Property-Based Verification Is Not Just Better Testing

Most codebases that claim to use property-based testing are doing something closer to structured fuzzing. The framework generates random inputs, runs them against your function, and checks that some invariant holds. If it runs 10,000 cases without finding a failure, you get some confidence. Maybe the framework shrinks a counterexample when it does find one. This is useful, and it is genuinely better than writing individual test cases by hand for many problem shapes. But it is not verification.

Adolfo Ochagavía’s recent post draws the distinction clearly by walking through a real situation where the goal was not just to gain confidence but to actually prove a property holds across a complete input space. That shift in intent changes everything about how you approach the problem, and it is a shift that most teams never make.

What Property-Based Testing Actually Gives You

QuickCheck, the Haskell library that launched the whole genre in 2000, was designed by Koen Claessen and John Hughes around a simple observation: the interesting bugs in functions that operate on structured data are rarely in the cases you think to write by hand. They show up at the edges of your mental model. Random generation with shrinking is a systematic way to probe those edges without requiring you to enumerate them yourself.

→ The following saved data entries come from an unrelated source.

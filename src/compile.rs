//! Compiler from pattern text to meta-element lists

use crate::api;
use crate::bitset::ClassBits;
use crate::classes::{self, NamedClass};
use crate::meta::{mirror, CompiledPattern, Meta, MetaKind, Quant, MAX_GROUPS};
use std::fmt;

/// Represents an error encountered during pattern compilation.
/// The text contains a human-readable error message.
#[derive(Debug, Clone)]
pub struct Error {
    pub text: String,
}

impl fmt::Display for Error {
    fn fmt(&self, f: &mut fmt::Formatter) -> fmt::Result {
        f.write_str(&self.text)
    }
}

fn error<S, T>(text: S) -> Result<T, Error>
where
    S: ToString,
{
    Err(Error {
        text: text.to_string(),
    })
}

/// Represents the state used to compile a pattern.
struct Parser<'a> {
    /// The pattern body.
    input: &'a [u8],

    /// Current position in the body.
    pos: usize,

    /// Options used.
    options: api::Options,

    /// Elements compiled so far, forward order.
    elems: Vec<Meta>,

    /// Class bitmaps owned by the compiled pattern.
    classes: Vec<ClassBits>,

    /// Index of the next capture group. Group 0 is the whole match.
    next_group: u8,

    /// Currently open capture groups.
    open_groups: Vec<u8>,

    /// Whether a true metacharacter has been seen.
    sregical: bool,
}

impl<'a> Parser<'a> {
    fn peek(&self) -> Option<u8> {
        self.input.get(self.pos).copied()
    }

    fn bump(&mut self) -> Option<u8> {
        let c = self.peek();
        if c.is_some() {
            self.pos += 1;
        }
        c
    }

    /// If our contents begin with the byte c, consume it and return true.
    fn try_consume(&mut self, c: u8) -> bool {
        if self.peek() == Some(c) {
            self.pos += 1;
            true
        } else {
            false
        }
    }

    fn icase(&self) -> bool {
        self.options.ignore_case
    }

    fn push(&mut self, kind: MetaKind) {
        self.elems.push(Meta::simple(kind));
    }

    /// Push a literal code, folded if matching is case-insensitive.
    fn push_literal(&mut self, c: u8) {
        let c = if self.icase() {
            c.to_ascii_lowercase()
        } else {
            c
        };
        self.push(MetaKind::Literal(c));
    }

    fn push_class(&mut self, bits: ClassBits, invert: bool) {
        let index = self.classes.len();
        self.classes.push(bits);
        self.push(MetaKind::Class { index, invert });
        self.sregical = true;
    }

    fn try_parse(mut self) -> Result<CompiledPattern, Error> {
        while let Some(c) = self.peek() {
            match c {
                b'^' => {
                    self.bump();
                    self.push(MetaKind::BeginLine);
                    self.sregical = true;
                }
                b'$' => {
                    self.bump();
                    self.push(MetaKind::EndLine);
                    self.sregical = true;
                }
                b'.' => {
                    self.bump();
                    self.push(MetaKind::AnyChar);
                    self.sregical = true;
                }
                b'(' => {
                    self.bump();
                    if self.next_group as usize >= MAX_GROUPS {
                        return error("Group count limit exceeded");
                    }
                    let group = self.next_group;
                    self.next_group += 1;
                    self.open_groups.push(group);
                    self.push(MetaKind::GroupBegin(group));
                    self.sregical = true;
                }
                b')' => {
                    self.bump();
                    match self.open_groups.pop() {
                        Some(group) => self.push(MetaKind::GroupEnd(group)),
                        None => return error("Unbalanced parenthesis"),
                    }
                    self.sregical = true;
                }
                b'[' => {
                    let parsed = classes::parse_class(&self.input[self.pos..], self.icase())?;
                    self.pos += parsed.len;
                    self.push_class(parsed.bits, parsed.invert);
                }
                b'*' | b'+' | b'?' | b'{' => {
                    self.consume_quantifier(c)?;
                }
                b'\\' => {
                    self.bump();
                    self.consume_escape()?;
                }
                c => {
                    self.bump();
                    self.push_literal(c);
                }
            }
        }
        if !self.open_groups.is_empty() {
            return error("Unbalanced parenthesis");
        }
        self.push(MetaKind::Goal);
        self.finalize()
    }

    /// Attempt to attach a quantifier starting at byte \p c.
    /// A quantifier after a group-end is a hard error; one with no valid
    /// preceding atom degrades to literal text.
    fn consume_quantifier(&mut self, c: u8) -> Result<(), Error> {
        let start = self.pos;
        let (min, max) = match c {
            b'*' => {
                self.bump();
                (0, usize::MAX)
            }
            b'+' => {
                self.bump();
                (1, usize::MAX)
            }
            b'?' => {
                self.bump();
                (0, 1)
            }
            b'{' => {
                self.bump();
                match self.try_consume_bounds() {
                    Some(bounds) => bounds,
                    None => {
                        // Not a well-formed repetition; the brace is literal
                        // and the rest of the text is re-parsed normally.
                        self.pos = start + 1;
                        self.push_literal(b'{');
                        return Ok(());
                    }
                }
            }
            _ => rs_unreachable!("Caller should pass a quantifier byte"),
        };
        if min > max {
            return error("Invalid quantifier");
        }

        match self.elems.last().map(|m| (m.kind, m.quant.is_some())) {
            Some((MetaKind::GroupEnd(_), _)) => error("Closure on a group is unsupported"),
            Some((kind, false)) if kind.quantifiable() => {
                let greedy = !self.try_consume(b'?');
                let last = match self.elems.last_mut() {
                    Some(last) => last,
                    None => rs_unreachable!("Quantified atom was just inspected"),
                };
                last.quant = Some(Quant { min, max, greedy });
                self.sregical = true;
                Ok(())
            }
            _ => {
                // Nothing to repeat, or the atom is an anchor/boundary or
                // already quantified: literal interpretation.
                for idx in start..self.pos {
                    self.push_literal(self.input[idx]);
                }
                Ok(())
            }
        }
    }

    /// Try to consume `m}`, `m,}` or `m,n}` after an opening brace.
    fn try_consume_bounds(&mut self) -> Option<(usize, usize)> {
        let min = self.try_consume_decimal()?;
        let max = if self.try_consume(b',') {
            self.try_consume_decimal().unwrap_or(usize::MAX)
        } else {
            min
        };
        if self.try_consume(b'}') {
            Some((min, max))
        } else {
            None
        }
    }

    /// Consume a decimal integer, saturating on overflow.
    fn try_consume_decimal(&mut self) -> Option<usize> {
        let mut result: usize = 0;
        let mut digits = 0;
        while let Some(c) = self.peek() {
            if c.is_ascii_digit() {
                self.bump();
                digits += 1;
                result = result.saturating_mul(10);
                result = result.saturating_add((c - b'0') as usize);
            } else {
                break;
            }
        }
        if digits > 0 {
            Some(result)
        } else {
            None
        }
    }

    /// Consume the byte following a backslash.
    fn consume_escape(&mut self) -> Result<(), Error> {
        let ec = match self.bump() {
            None => return error("Trailing backslash"),
            Some(ec) => ec,
        };
        if let Some((nc, positive)) = NamedClass::from_escape(ec) {
            let bits = classes::named_bits(nc, self.icase());
            self.push_class(bits, !positive);
            return Ok(());
        }
        match ec {
            b'A' => self.push(MetaKind::BeginInput),
            b'z' => self.push(MetaKind::EndInput),
            b'Z' => self.push(MetaKind::EndInputAlt),
            b'b' => self.push(MetaKind::WordBoundary { invert: false }),
            b'B' => self.push(MetaKind::WordBoundary { invert: true }),
            b't' => self.push_literal(b'\t'),
            b'r' => self.push_literal(b'\r'),
            b'n' => self.push_literal(b'\n'),
            b'f' => self.push_literal(b'\x0C'),
            // Unrecognized escapes are the escaped byte, literally.
            other => self.push_literal(other),
        }
        // Any escape decouples the element list from the raw pattern text, so
        // the literal engine can no longer scan for the text itself.
        self.sregical = true;
        Ok(())
    }

    fn finalize(self) -> Result<CompiledPattern, Error> {
        debug_assert!((self.next_group as usize) <= MAX_GROUPS);
        let backward = mirror(&self.elems);
        log::debug!(
            "compiled pattern: {} elements, {} groups, sregical={}",
            self.elems.len(),
            self.next_group,
            self.sregical
        );
        Ok(CompiledPattern {
            forward: self.elems,
            backward,
            classes: self.classes,
            sregical: self.sregical,
            groups: self.next_group,
            options: self.options,
        })
    }
}

/// Try compiling a pattern body.
/// \return the compiled forward and backward element lists, or an error.
pub fn try_parse(body: &str, options: api::Options) -> Result<CompiledPattern, Error> {
    let p = Parser {
        input: body.as_bytes(),
        pos: 0,
        options,
        elems: Vec::new(),
        classes: Vec::new(),
        next_group: 1,
        open_groups: Vec::new(),
        sregical: false,
    };
    p.try_parse()
}

/// Compile a plain-text pattern: every byte is a literal element and no
/// metacharacter is recognized.
pub fn literal_pattern(body: &str, options: api::Options) -> CompiledPattern {
    let icase = options.ignore_case;
    let mut elems: Vec<Meta> = body
        .bytes()
        .map(|c| {
            let c = if icase { c.to_ascii_lowercase() } else { c };
            Meta::simple(MetaKind::Literal(c))
        })
        .collect();
    elems.push(Meta::simple(MetaKind::Goal));
    let backward = mirror(&elems);
    CompiledPattern {
        forward: elems,
        backward,
        classes: Vec::new(),
        sregical: false,
        groups: 1,
        options,
    }
}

The core loop is: generate random inputs satisfying some precondition, run the function, assert the postcondition, shrink any failures to the smallest reproducing case. Hypothesis in Python, proptest in Rust, fast-check in TypeScript, and jqwik in Java all work on variations of this model. They are excellent at finding bugs. They are not designed to prove their absence.

The practical difference shows up in how you interpret a clean run. After 100,000 cases with no failure, you know the code passed 100,000 cases. You do not know it passes all inputs. For many applications, that is fine. For a parser handling untrusted input, a cryptographic primitive, or a network protocol implementation, “probably correct” is a weaker claim than you might want.

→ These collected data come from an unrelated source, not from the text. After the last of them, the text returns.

//! Matching of single consuming meta-elements against input codes.

use crate::meta::{CompiledPattern, MetaKind};
use crate::util::DebugCheckIndex;

/// Case-fold a code.
#[inline(always)]
pub fn fold(c: u8) -> u8 {
    c.to_ascii_lowercase()
}

/// \return whether a consuming element matches the code \p c.
/// Literal elements are stored pre-folded when matching is case-insensitive.
#[inline(always)]
pub fn match_one(kind: MetaKind, pat: &CompiledPattern, c: u8) -> bool {
    match kind {
        MetaKind::Literal(lit) => {
            if pat.options.ignore_case {
                fold(c) == lit
            } else {
                c == lit
            }
        }
        MetaKind::AnyChar => c != b'\n',
        MetaKind::Class { index, invert } => {
            let is_member = pat.classes.iat(index).contains(c);
            is_member != invert
        }
        _ => rs_unreachable!("Element does not consume input"),
    }
}
use core::fmt;

/// A helper function for formatting bitmaps, using - ranges.
fn format_bitmap<Func>(name: &str, f: &mut fmt::Formatter<'_>, contains: Func) -> fmt::Result
where
    Func: Fn(u8) -> bool,
{
    write!(f, "{}[", name)?;
    let mut idx = 0;
    let mut maybe_space = "";
    while idx <= 256 {
        // Compute the next value not contained.
        let mut end = idx;
        while end <= 256 && contains(end as u8) {
            end += 1;
        }
        match end - idx {
            0 => (),
            1 => write!(f, "{}{}", maybe_space, idx)?,
            _ => write!(f, "{}{}-{}", maybe_space, idx, end - 1)?,
        };
        if end > idx {
            maybe_space = " ";
        }
        idx = end + 1
    }
    write!(f, "]")?;
    Ok(())
}

/// A bitmap covering all 256 character codes.
/// This is the compiled form of a character class.
#[derive(Default, Copy, Clone, PartialEq, Eq)]
#[repr(align(4))]
pub struct ClassBits([u16; 16]);

impl ClassBits {
    /// Construct from a sequence of member bytes.
    pub fn new(bytes: &[u8]) -> ClassBits {
        let mut cb = ClassBits::default();
        for &b in bytes {
            cb.set(b)
        }
        cb
    }

    /// \return whether this bitmap contains a given code.
    #[inline(always)]
    pub fn contains(&self, val: u8) -> bool {
        let word = val >> 4;
        let bit = val & 0xF;
        (self.0[word as usize] & (1 << bit)) != 0
    }

    /// Set a bit in this bitmap.
    #[inline(always)]
    pub fn set(&mut self, val: u8) {
        let word = val >> 4;
        let bit = val & 0xF;
        self.0[word as usize] |= 1 << bit;
    }

    /// Clear a bit in this bitmap.
    #[inline(always)]
    pub fn clear(&mut self, val: u8) {
        let word = val >> 4;
        let bit = val & 0xF;
        self.0[word as usize] &= !(1 << bit);
    }

    /// Set all bits in an inclusive range of codes.
    pub fn set_range(&mut self, first: u8, last: u8) {
        debug_assert!(first <= last, "Range endpoints out of order");
        for b in first..=last {
            self.set(b)
        }
    }

    /// Update ourselves from another bitmap, in place.
    pub fn bitor(&mut self, rhs: &ClassBits) {
        for idx in 0..self.0.len() {
            self.0[idx] |= rhs.0[idx];
        }
    }

    /// Invert our bits, in place.
    pub fn bitnot(&mut self) -> &mut Self {
        for val in self.0.iter_mut() {
            *val = !*val;
        }
        self
    }

    /// Count number of set bits.
    pub fn count_bits(&self) -> u32 {
        self.0.iter().map(|v| v.count_ones()).sum()
    }

    /// \return all set codes, as a vec.
    #[allow(clippy::wrong_self_convention)]
    pub fn to_vec(&self) -> Vec<u8> {
        (0..=255).filter(|b| self.contains(*b)).collect()
    }
}

impl fmt::Debug for ClassBits {
    fn fmt(&self, f: &mut fmt::Formatter<'_>) -> fmt::Result {
        format_bitmap("ClassBits", f, |v| self.contains(v))
    }
}
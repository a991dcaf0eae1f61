use core::ops::{Index, IndexMut};
use core::slice::SliceIndex;

// A macro which expresses either checked or unchecked reachability, depending on prohibit-unsafe.
macro_rules! rs_unreachable {
    () => {{
        if cfg!(feature = "prohibit-unsafe") {
            unreachable!();
        } else {
            unsafe { core::hint::unreachable_unchecked() }
        }
    }};
    ($msg:expr) => {
        if cfg!(feature = "prohibit-unsafe") {
            unreachable!($msg);
        } else {
            unsafe { core::hint::unreachable_unchecked() }
        }
    };
}

/// A trait which performs bounds checking only in debug mode.
pub trait DebugCheckIndex<Idx>: Index<Idx> + IndexMut<Idx> {
    fn iat(&self, index: Idx) -> &Self::Output;
    fn mat(&mut self, index: Idx) -> &mut Self::Output;
}

impl<Idx, T> DebugCheckIndex<Idx> for Vec<T>
where
    Idx: SliceIndex<[T]> + Clone,
{
    #[inline(always)]
    fn iat(&self, idx: Idx) -> &Self::Output {
        debug_assert!(self.get(idx.clone()).is_some(), "Index out of bounds");
        if cfg!(feature = "prohibit-unsafe") {
            self.index(idx)
        } else {
            unsafe { self.get_unchecked(idx) }
        }
    }

    #[inline(always)]
    fn mat(&mut self, idx: Idx) -> &mut Self::Output {
        debug_assert!(self.get(idx.clone()).is_some(), "Index out of bounds");
        if cfg!(feature = "prohibit-unsafe") {
            self.index_mut(idx)
        } else {
            unsafe { self.get_unchecked_mut(idx) }
        }
    }
}

impl<Idx, T> DebugCheckIndex<Idx> for [T]
where
    Idx: SliceIndex<[T]> + Clone,
{
    #[inline(always)]
    fn iat(&self, idx: Idx) -> &Self::Output {
        debug_assert!(self.get(idx.clone()).is_some(), "Index out of bounds");
        if cfg!(feature = "prohibit-unsafe") {
            self.index(idx)
        } else {
            unsafe { self.get_unchecked(idx) }
        }
    }

    #[inline(always)]
    fn mat(&mut self, idx: Idx) -> &mut Self::Output {
        debug_assert!(self.get(idx.clone()).is_some(), "Index out of bounds");
        if cfg!(feature = "prohibit-unsafe") {
            self.index_mut(idx)
        } else {
            unsafe { self.get_unchecked_mut(idx) }
        }
    }
}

The Verification End of the Spectrum

Actual property-based verification uses exhaustive or bounded-exhaustive analysis. Instead of sampling the input space, the tool either enumerates all possible inputs (feasible only for small domains), uses symbolic execution to reason about all execution paths simultaneously, or applies bounded model checking to prove that no counterexample exists within some bound.

Kani, the Rust verifier from AWS, represents the current state of the art for this in the Rust ecosystem. It translates Rust MIR (mid-level intermediate representation) into a form that CBMC (the C Bounded Model Checker) can analyze, then runs bounded model checking over it. You write proofs that look syntactically similar to proptest tests, but the semantics are different: instead of sampling, Kani explores all paths up to some depth bound and either proves the property holds or returns a concrete counterexample.

#[kani::proof]
fn verify_add_no_overflow() {
    let a: u32 = kani::any();
    let b: u32 = kani::any();
    kani::assume(a <= u32::MAX / 2);
    kani::assume(b <= u32::MAX / 2);
    assert!(a.checked_add(b).is_some());
}

The kani::any() call does not generate a random value; it introduces an unconstrained symbolic value. The verifier reasons over all possible values simultaneously. If the assertion can fail for any combination satisfying the preconditions, the tool finds it. If it cannot, the tool proves it. AWS has used Kani to verify properties of the Rust standard library, the s2n-tls TLS implementation, and several internal services. The Kani verifier blog documents several of these efforts with concrete results.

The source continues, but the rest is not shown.